Roska A K, Lipsky P E
J Immunol. 1985 Nov;135(5):2953-61.
The functions of antigen-presenting cells (APC) in the initiation of T cell activation was examined by culturing antigen-bearing guinea pig macrophages (M phi) with T cells obtained from antigen-primed animals. Although such antigen-bearing M phi stimulated primed syngeneic T cell DNA synthesis, as assessed by tritiated thymidine incorporation, paraformaldehyde fixation (0.15% for 1 min at 37 degrees C) abolished this capacity. Analysis with acridine orange staining indicated that fixed antigen-bearing M phi could not trigger primed syngeneic T cells to progress from the G0 to the G1 phase of the cell cycle. The addition of control non-antigen-bearing syngeneic or allogeneic M phi but not interleukin 1 or 2 to cultures of T cells and fixed APC permitted a proliferative response. Although the interaction between fixed antigen-bearing M phi and responding T cells was genetically restricted, there was no similar restriction for the supplemental control M phi. In fact, completely Ia-negative endothelial cells (EC) and fibroblasts (FB) could restore antigen responsiveness to cultures of fixed antigen-bearing M phi and syngeneic responding T cells, although they could not directly present antigen. Moreover, metabolically intact accessory cells, including Ia-negative EC and FB, could take up and process antigen to an immunogenic moiety, which fixed Ia-positive M phi could present to primed T cells. These data indicate that recognition of the antigen-Ia complex on an APC is necessary but not sufficient to trigger proliferation of freshly obtained primed T cells. The results additionally support the conclusion that APC carry out at least two separate functions necessary for the initiation of antigen-induced T cell activation. Not only must the APC display the antigen-Ia complex, but it must also convey another required effect. This influence, which apparently involved the establishment of cell to cell contact, was neither Ia nor antigen dependent and could only be provided by a metabolically intact cell. By contrast, genetically restricted antigen presentation could be accomplished by a fixed Ia-positive cell. Only when both the antigen-Ia complex and the influence of an intact accessory cell were provided by the same or different accessory cell were T cells triggered to enter the cell cycle.

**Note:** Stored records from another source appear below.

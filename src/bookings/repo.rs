use serde::{Deserialize, Serialize};
use sqlx::{FromRow, PgPool};
use time::OffsetDateTime;
use uuid::Uuid;

use super::dto::BookSessionRequest;

/// Coaching-session booking, append-only.
#[derive(Debug, Clone, Serialize, Deserialize, FromRow)]
pub struct Booking {
    pub id: Uuid,
    pub user_id: Uuid,
    pub user_name: String,
    pub user_email: String,
    pub phone: String,
    pub date: String,
    pub time: String,
    pub topic: String,
    pub notes: Option<String>,
    pub created_at: OffsetDateTime,
}

impl Booking {
    pub async fn create(
        db: &PgPool,
        user_id: Uuid,
        req: &BookSessionRequest,
    ) -> anyhow::Result<Booking> {
        let booking = sqlx::query_as::<_, Booking>(
            r#"
            INSERT INTO bookings (user_id, user_name, user_email, phone, date, "time", topic, notes)
            VALUES ($1, $2, $3, $4, $5, $6, $7, $8)
            RETURNING id, user_id, user_name, user_email, phone, date, "time", topic, notes, created_at
            "#,
        )
        .bind(user_id)
        .bind(&req.user_name)
        .bind(&req.user_email)
        .bind(&req.phone)
        .bind(&req.date)
        .bind(&req.time)
        .bind(&req.topic)
        .bind(&req.notes)
        .fetch_one(db)
        .await?;
        Ok(booking)
    }
}
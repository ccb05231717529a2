pub mod app;
pub mod assessments;
pub mod auth;
pub mod bookings;
pub mod config;
pub mod error;
pub mod mailer;
pub mod state;
pub mod uploads;
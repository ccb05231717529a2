use axum::{
    extract::State,
    http::StatusCode,
    routing::post,
    Json, Router,
};
use tracing::{info, instrument};

use crate::{auth::AuthUser, error::ApiError, state::AppState};

use super::{dto::SubmitAssessmentRequest, repo::Assessment};

pub fn assessment_routes() -> Router<AppState> {
    Router::new().route(
        "/api/assessments",
        post(submit_assessment).get(list_assessments),
    )
}

#[instrument(skip(state, payload))]
pub async fn submit_assessment(
    State(state): State<AppState>,
    AuthUser(claims): AuthUser,
    Json(payload): Json<SubmitAssessmentRequest>,
) -> Result<(StatusCode, Json<Assessment>), ApiError> {
    let assessment =
        Assessment::create(&state.db, claims.sub, &payload.answers, &payload.results).await?;
    info!(assessment_id = %assessment.id, user_id = %claims.sub, "assessment saved");
    Ok((StatusCode::CREATED, Json(assessment)))
}

#[instrument(skip(state))]
pub async fn list_assessments(
    State(state): State<AppState>,
    AuthUser(claims): AuthUser,
) -> Result<Json<Vec<Assessment>>, ApiError> {
    let assessments = Assessment::list_by_user(&state.db, claims.sub).await?;
    Ok(Json(assessments))
}
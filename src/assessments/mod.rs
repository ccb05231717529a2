use axum::Router;

use crate::state::AppState;

mod dto;
pub mod handlers;
pub mod repo;

pub fn router() -> Router<AppState> {
    handlers::assessment_routes()
}
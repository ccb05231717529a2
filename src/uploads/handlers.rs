use std::path::Path;

use anyhow::Context;
use axum::{
    extract::{DefaultBodyLimit, Multipart, State},
    routing::post,
    Json, Router,
};
use serde::Serialize;
use tracing::{info, instrument};
use uuid::Uuid;

use crate::{error::ApiError, state::AppState};

pub fn upload_routes() -> Router<AppState> {
    Router::new()
        .route("/api/upload", post(upload_file))
        .layer(DefaultBodyLimit::max(20 * 1024 * 1024)) // 20MB
}

#[derive(Debug, Serialize)]
pub struct UploadResponse {
    pub message: String,
    pub filename: String,
    pub path: String,
}

/// Accepts a single multipart "file" field and writes it to the content
/// directory under a random name. Content is not inspected.
#[instrument(skip(state, multipart))]
pub async fn upload_file(
    State(state): State<AppState>,
    mut multipart: Multipart,
) -> Result<Json<UploadResponse>, ApiError> {
    while let Some(field) = multipart
        .next_field()
        .await
        .map_err(|e| ApiError::Validation(e.to_string()))?
    {
        if field.name() != Some("file") {
            continue;
        }

        let original = field.file_name().unwrap_or_default().to_string();
        let data = field
            .bytes()
            .await
            .map_err(|e| anyhow::anyhow!("read upload body: {e}"))?;

        let dir = &state.config.upload_dir;
        tokio::fs::create_dir_all(dir)
            .await
            .context("create upload dir")?;

        let filename = unique_filename(&original);
        tokio::fs::write(dir.join(&filename), &data)
            .await
            .context("write upload")?;

        info!(%filename, size = data.len(), "file uploaded");
        return Ok(Json(UploadResponse {
            message: "File uploaded successfully".into(),
            path: format!("/uploads/{filename}"),
            filename,
        }));
    }

    Err(ApiError::Validation("No file uploaded".into()))
}

/// Random name keeping the original extension, so concurrent uploads
/// cannot collide.
fn unique_filename(original: &str) -> String {
    match Path::new(original).extension().and_then(|e| e.to_str()) {
        Some(ext) => format!("{}.{ext}", Uuid::new_v4()),
        None => Uuid::new_v4().to_string(),
    }
}
use crate::mailer::Mailer;

use super::dto::BookSessionRequest;

pub const ADMIN_SUBJECT: &str = "New Session Booking";
pub const USER_SUBJECT: &str = "Kyros - Your Session is Booked!";

/// Sends the admin copy, then the confirmation to the address given in
/// the booking payload. An admin-send failure stops the sequence before
/// the user email is attempted.
pub async fn send_booking_emails(
    mailer: &dyn Mailer,
    admin_address: &str,
    req: &BookSessionRequest,
) -> anyhow::Result<()> {
    mailer
        .send_html(admin_address, ADMIN_SUBJECT, admin_body(req))
        .await?;
    mailer
        .send_html(&req.user_email, USER_SUBJECT, user_body(req))
        .await?;
    Ok(())
}

/// Admin copy with the full booking payload.
pub fn admin_body(req: &BookSessionRequest) -> String {
    format!(
        "<h3>New Career Session Booking</h3>\
         <p><strong>Name:</strong> {}</p>\
         <p><strong>Email:</strong> {}</p>\
         <p><strong>Phone:</strong> {}</p>\
         <p><strong>Date:</strong> {}</p>\
         <p><strong>Time:</strong> {}</p>\
         <p><strong>Topic:</strong> {}</p>\
         <p><strong>Notes:</strong> {}</p>",
        req.user_name,
        req.user_email,
        req.phone,
        req.date,
        req.time,
        req.topic,
        req.notes.as_deref().unwrap_or("None"),
    )
}

/// Confirmation sent to the address given in the booking payload.
pub fn user_body(req: &BookSessionRequest) -> String {
    format!(
        "<h2>Hi {},</h2>\
         <p>Thank you for booking a career coaching session with Kyros.</p>\
         <ul>\
         <li><strong>Date:</strong> {}</li>\
         <li><strong>Time:</strong> {}</li>\
         <li><strong>Topic:</strong> {}</li>\
         <li><strong>Notes:</strong> {}</li>\
         </ul>\
         <p>Warm regards,<br>Kyros Team</p>",
        req.user_name,
        req.date,
        req.time,
        req.topic,
        req.notes.as_deref().unwrap_or("None"),
    )
}

#[cfg(test)]
mod tests {
    use std::sync::Mutex;

    use async_trait::async_trait;

    use super::*;

    fn sample(notes: Option<&str>) -> BookSessionRequest {
        BookSessionRequest {
            user_name: "Jordan Lee".into(),
            user_email: "jordan@example.com".into(),
            phone: "+1 555 0100".into(),
            date: "2026-09-15".into(),
            time: "14:30".into(),
            topic: "Career change".into(),
            notes: notes.map(Into::into),
        }
    }

    #[derive(Default)]
    struct CapturingMailer {
        sent: Mutex<Vec<(String, String)>>,
        fail_from_attempt: Option<usize>,
    }

    #[async_trait]
    impl Mailer for CapturingMailer {
        async fn send_html(&self, to: &str, subject: &str, _html: String) -> anyhow::Result<()> {
            let mut sent = self.sent.lock().unwrap();
            let attempt = sent.len() + 1;
            sent.push((to.to_string(), subject.to_string()));
            if self.fail_from_attempt.is_some_and(|n| attempt >= n) {
                anyhow::bail!("smtp refused");
            }
            Ok(())
        }
    }

    #[tokio::test]
    async fn sends_admin_copy_then_user_confirmation() {
        let mailer = CapturingMailer::default();
        send_booking_emails(&mailer, "admin@kyros.test", &sample(None))
            .await
            .expect("both sends succeed");

        let sent = mailer.sent.lock().unwrap();
        assert_eq!(sent.len(), 2);
        assert_eq!(sent[0], ("admin@kyros.test".into(), ADMIN_SUBJECT.into()));
        assert_eq!(sent[1], ("jordan@example.com".into(), USER_SUBJECT.into()));
    }

    #[tokio::test]
    async fn admin_send_failure_stops_before_user_email() {
        let mailer = CapturingMailer {
            fail_from_attempt: Some(1),
            ..Default::default()
        };
        let err = send_booking_emails(&mailer, "admin@kyros.test", &sample(None))
            .await
            .unwrap_err();
        assert!(err.to_string().contains("smtp refused"));
        assert_eq!(mailer.sent.lock().unwrap().len(), 1);
    }

    #[tokio::test]
    async fn user_send_failure_surfaces_after_both_attempts() {
        let mailer = CapturingMailer {
            fail_from_attempt: Some(2),
            ..Default::default()
        };
        let err = send_booking_emails(&mailer, "admin@kyros.test", &sample(None))
            .await
            .unwrap_err();
        assert!(err.to_string().contains("smtp refused"));
        assert_eq!(mailer.sent.lock().unwrap().len(), 2);
    }

    #[test]
    fn admin_body_contains_every_field() {
        let body = admin_body(&sample(Some("prefers afternoons")));
        for needle in [
            "Jordan Lee",
            "jordan@example.com",
            "+1 555 0100",
            "2026-09-15",
            "14:30",
            "Career change",
            "prefers afternoons",
        ] {
            assert!(body.contains(needle), "missing {needle}");
        }
    }

    #[test]
    fn user_body_defaults_missing_notes_to_none() {
        let body = user_body(&sample(None));
        assert!(body.contains("Hi Jordan Lee"));
        assert!(body.contains("<strong>Notes:</strong> None"));
    }
}
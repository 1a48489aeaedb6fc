/// Seeded xorshift64* generator standing in for `Math.random`, so runs are reproducible.
#[derive(Debug, Clone)]
pub(crate) struct XorShift64Star {
    state: u64,
}

impl XorShift64Star {
    pub(crate) fn new(seed: u64) -> Self {
        Self { state: seed.max(1) }
    }

    pub(crate) fn next_u64(&mut self) -> u64 {
        let mut x = self.state;
        x ^= x >> 12;
        x ^= x << 25;
        x ^= x >> 27;
        self.state = x;
        x.wrapping_mul(0x2545F4914F6CDD1D_u64)
    }

    /// Uniform in [0, 1) with 53 bits of precision.
    pub(crate) fn next_f64_unit(&mut self) -> f64 {
        let u = self.next_u64() >> 11;
        (u as f64) / ((1u64 << 53) as f64)
    }

    /// Uniform in [-max, max).
    pub(crate) fn next_f64_symmetric(&mut self, max: f64) -> f64 {
        -max + 2.0 * max * self.next_f64_unit()
    }
}
pub mod cose;

use crate::error::{Error, Result};
use crate::graph::BoundingBox;
use serde::{Deserialize, Serialize};
use std::time::Duration;

/// How the driver reports positions back to the host.
#[derive(Debug, Clone, Copy, Default, PartialEq, Eq, Serialize, Deserialize)]
#[serde(try_from = "AnimateRepr", into = "AnimateRepr")]
pub enum Animate {
    /// Run every iteration in one go and report once.
    #[default]
    Off,
    /// Run in batches of `refresh` iterations, reporting between batches.
    During,
    /// Run synchronously; the host animates from the old positions to the final ones.
    End,
}

#[derive(Debug, Clone, Serialize, Deserialize)]
#[serde(untagged)]
enum AnimateRepr {
    Flag(bool),
    Mode(String),
}

impl TryFrom<AnimateRepr> for Animate {
    type Error = String;

    fn try_from(value: AnimateRepr) -> std::result::Result<Self, Self::Error> {
        match value {
            AnimateRepr::Flag(false) => Ok(Self::Off),
            AnimateRepr::Flag(true) => Ok(Self::During),
            AnimateRepr::Mode(m) if m == "end" => Ok(Self::End),
            AnimateRepr::Mode(m) => Err(format!("unknown animate mode `{m}`")),
        }
    }
}

impl From<Animate> for AnimateRepr {
    fn from(value: Animate) -> Self {
        match value {
            Animate::Off => Self::Flag(false),
            Animate::During => Self::Flag(true),
            Animate::End => Self::Mode("end".to_string()),
        }
    }
}

/// Options of the CoSE layout. Names and defaults follow Cytoscape's `cose` layout.
#[derive(Debug, Clone, PartialEq, Serialize, Deserialize)]
#[serde(default, rename_all = "camelCase")]
pub struct CoseOptions {
    pub node_repulsion: f64,
    pub node_overlap: f64,
    pub ideal_edge_length: f64,
    pub edge_elasticity: f64,
    /// Multiplier applied to the ideal length of edges crossing compound boundaries.
    pub nesting_factor: f64,
    pub gravity: f64,
    pub num_iter: usize,
    pub initial_temp: f64,
    pub cooling_factor: f64,
    pub min_temp: f64,
    pub component_spacing: f64,
    pub randomize: bool,
    pub animate: Animate,
    /// Iterations per animation frame.
    pub refresh: usize,
    #[serde(rename = "animationThreshold")]
    pub animation_threshold_ms: u64,
    pub fit: bool,
    pub padding: f64,
    pub bounding_box: Option<BoundingBox>,
    pub viewport_width: f64,
    pub viewport_height: f64,
    /// Seed for deterministic randomness (Cytoscape relies on `Math.random`).
    pub random_seed: u64,
    /// Use the transposed root gravity center `(h / 2, w / 2)` of the Cytoscape implementation
    /// instead of the bounding-box center.
    pub legacy_root_gravity_center: bool,
}

impl Default for CoseOptions {
    fn default() -> Self {
        Self {
            node_repulsion: 2048.0,
            node_overlap: 4.0,
            ideal_edge_length: 32.0,
            edge_elasticity: 32.0,
            nesting_factor: 1.2,
            gravity: 1.0,
            num_iter: 1000,
            initial_temp: 1000.0,
            cooling_factor: 0.99,
            min_temp: 1.0,
            component_spacing: 40.0,
            randomize: false,
            animate: Animate::Off,
            refresh: 20,
            animation_threshold_ms: 250,
            fit: true,
            padding: 30.0,
            bounding_box: None,
            viewport_width: 800.0,
            viewport_height: 600.0,
            random_seed: 0,
            legacy_root_gravity_center: false,
        }
    }
}

impl CoseOptions {
    pub fn animation_threshold(&self) -> Duration {
        Duration::from_millis(self.animation_threshold_ms)
    }

    /// The explicit bounding box, or one derived from the viewport size.
    pub fn effective_bounding_box(&self) -> BoundingBox {
        self.bounding_box
            .unwrap_or_else(|| BoundingBox::from_viewport(self.viewport_width, self.viewport_height))
    }

    pub fn validate(&self) -> Result<()> {
        non_negative("nodeRepulsion", self.node_repulsion)?;
        non_negative("nodeOverlap", self.node_overlap)?;
        non_negative("idealEdgeLength", self.ideal_edge_length)?;
        positive("edgeElasticity", self.edge_elasticity)?;
        non_negative("nestingFactor", self.nesting_factor)?;
        non_negative("gravity", self.gravity)?;
        non_negative("initialTemp", self.initial_temp)?;
        non_negative("minTemp", self.min_temp)?;
        non_negative("componentSpacing", self.component_spacing)?;
        non_negative("padding", self.padding)?;
        if !(self.cooling_factor.is_finite() && self.cooling_factor > 0.0 && self.cooling_factor <= 1.0)
        {
            return Err(Error::InvalidOption {
                name: "coolingFactor",
                reason: format!("expected a value in (0, 1], got {}", self.cooling_factor),
            });
        }
        if self.refresh == 0 {
            return Err(Error::InvalidOption {
                name: "refresh",
                reason: "must be at least 1".to_string(),
            });
        }
        let bb = self.effective_bounding_box();
        for (name, v) in [("boundingBox.x1", bb.x1), ("boundingBox.y1", bb.y1)] {
            if !v.is_finite() {
                return Err(Error::InvalidOption {
                    name,
                    reason: format!("expected a finite value, got {v}"),
                });
            }
        }
        positive("boundingBox.w", bb.w)?;
        positive("boundingBox.h", bb.h)?;
        Ok(())
    }
}

fn non_negative(name: &'static str, v: f64) -> Result<()> {
    if v.is_finite() && v >= 0.0 {
        return Ok(());
    }
    Err(Error::InvalidOption {
        name,
        reason: format!("expected a finite, non-negative value, got {v}"),
    })
}

fn positive(name: &'static str, v: f64) -> Result<()> {
    if v.is_finite() && v > 0.0 {
        return Ok(());
    }
    Err(Error::InvalidOption {
        name,
        reason: format!("expected a finite, positive value, got {v}"),
    })
}
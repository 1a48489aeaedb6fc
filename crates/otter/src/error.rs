#[derive(Debug, thiserror::Error)]
pub enum Error {
    #[error("graph contains an edge with a missing endpoint: {edge_id}")]
    MissingEndpoint { edge_id: String },
    #[error("invalid layout option `{name}`: {reason}")]
    InvalidOption { name: &'static str, reason: String },
}

pub type Result<T> = std::result::Result<T, Error>;
impl Bounds {
    pub fn around(cx: f64, cy: f64, width: f64, height: f64) -> Self {
        Self {
            min_x: cx - width / 2.0,
            max_x: cx + width / 2.0,
            min_y: cy - height / 2.0,
            max_y: cy + height / 2.0,
        }
    }

    pub fn width(&self) -> f64 {
        self.max_x - self.min_x
    }

    pub fn height(&self) -> f64 {
        self.max_y - self.min_y
    }

    pub fn area(&self) -> f64 {
        self.width() * self.height()
    }

    pub fn union(&self, other: &Bounds) -> Bounds {
        Bounds {
            min_x: self.min_x.min(other.min_x),
            max_x: self.max_x.max(other.max_x),
            min_y: self.min_y.min(other.min_y),
            max_y: self.max_y.max(other.max_y),
        }
    }

    pub fn contains(&self, other: &Bounds, eps: f64) -> bool {
        other.min_x >= self.min_x - eps
            && other.max_x <= self.max_x + eps
            && other.min_y >= self.min_y - eps
            && other.max_y <= self.max_y + eps
    }

    pub fn translate(&mut self, dx: f64, dy: f64) {
        self.min_x += dx;
        self.max_x += dx;
        self.min_y += dy;
        self.max_y += dy;
    }
}

#[derive(Debug, Clone)]
pub struct LayoutNode {
    pub id: String,
    pub parent: Option<usize>,
    pub children: Vec<usize>,
    pub position_x: f64,
    pub position_y: f64,
    /// Force accumulated during the current iteration.
    pub offset_x: f64,
    pub offset_y: f64,
    pub width: f64,
    pub height: f64,
    /// `None` only while a compound is being rebuilt during a position-update pass.
    pub bounds: Option<Bounds>,
    pub padding: Padding,
    pub is_locked: bool,
    pub component_id: usize,
    pub repulsion: f64,
}

impl LayoutNode {
    pub fn is_compound(&self) -> bool {
        !self.children.is_empty()
    }

    /// Current bounds, falling back to the box around the center.
    pub fn rect(&self) -> Bounds {
        self.bounds.unwrap_or_else(|| {
            Bounds::around(self.position_x, self.position_y, self.width, self.height)
        })
    }

    pub(crate) fn refresh_bounds_from_position(&mut self) {
        self.bounds = Some(Bounds::around(
            self.position_x,
            self.position_y,
            self.width,
            self.height,
        ));
    }

    pub(crate) fn translate(&mut self, dx: f64, dy: f64) {
        self.position_x += dx;
        self.position_y += dy;
        if let Some(b) = self.bounds.as_mut() {
            b.translate(dx, dy);
        }
    }
}

#[derive(Debug, Clone)]
pub struct LayoutEdge {
    pub id: String,
    pub source: usize,
    pub target: usize,
    pub ideal_length: f64,
    pub elasticity: f64,
}

#[derive(Debug, Clone)]
pub struct LayoutInfo {
    pub nodes: Vec<LayoutNode>,
    pub edges: Vec<LayoutEdge>,
    /// Group 0 holds the root-level nodes; every other group holds the children of one compound.
    pub graph_set: Vec<Vec<usize>>,
    pub index_to_graph: Vec<usize>,
    /// Compound owning each group (`None` for group 0).
    pub group_owner: Vec<Option<usize>>,
    pub id_to_idx: FxHashMap<String, usize>,
    pub bounding_box: BoundingBox,
    pub component_count: usize,
    pub dropped_edges: Vec<String>,
}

通过将携带抗原的豚鼠巨噬细胞(M phi)与从经抗原致敏动物获得的T细胞共同培养,研究了抗原呈递细胞(APC)在启动T细胞活化中的作用。尽管通过氚标记胸腺嘧啶核苷掺入评估,这种携带抗原的M phi刺激了致敏的同基因T细胞DNA合成,但多聚甲醛固定(在37℃下0.15%,1分钟)消除了这种能力。吖啶橙染色分析表明,固定的携带抗原的M phi不能触发致敏的同基因T细胞从细胞周期的G0期进入G1期。向T细胞和固定的APC培养物中加入对照的不携带抗原的同基因或异基因M phi,但不加入白细胞介素1或2,可引发增殖反应。尽管固定的携带抗原的M phi与反应性T细胞之间的相互作用受遗传限制,但对照的补充性M phi没有类似的限制。事实上,完全Ia阴性的内皮细胞(EC)和成纤维细胞(FB)可以恢复固定的携带抗原的M phi与同基因反应性T细胞培养物的抗原反应性,尽管它们不能直接呈递抗原。此外,代谢完整的辅助细胞包括Ia阴性的EC和FB,可以摄取和处理抗原成为免疫原性部分,固定的Ia阳性M phi可以将其呈递给致敏的T细胞。这些数据表明,识别APC上的抗原-Ia复合物是触发新获得的致敏T细胞增殖所必需的,但并不充分。结果还支持这样的结论,即APC执行抗原诱导的T细胞活化启动所需的至少两种独立功能。APC不仅必须展示抗原-Ia复合物,还必须传达另一种所需的效应。这种影响显然涉及细胞间接触的建立,既不依赖Ia也不依赖抗原,并且只能由代谢完整的细胞提供。相比之下,遗传限制的抗原呈递可以由固定的Ia阳性细胞完成。只有当抗原-Ia复合物和完整辅助细胞的影响由相同或不同的辅助细胞提供时,T细胞才被触发进入细胞周期。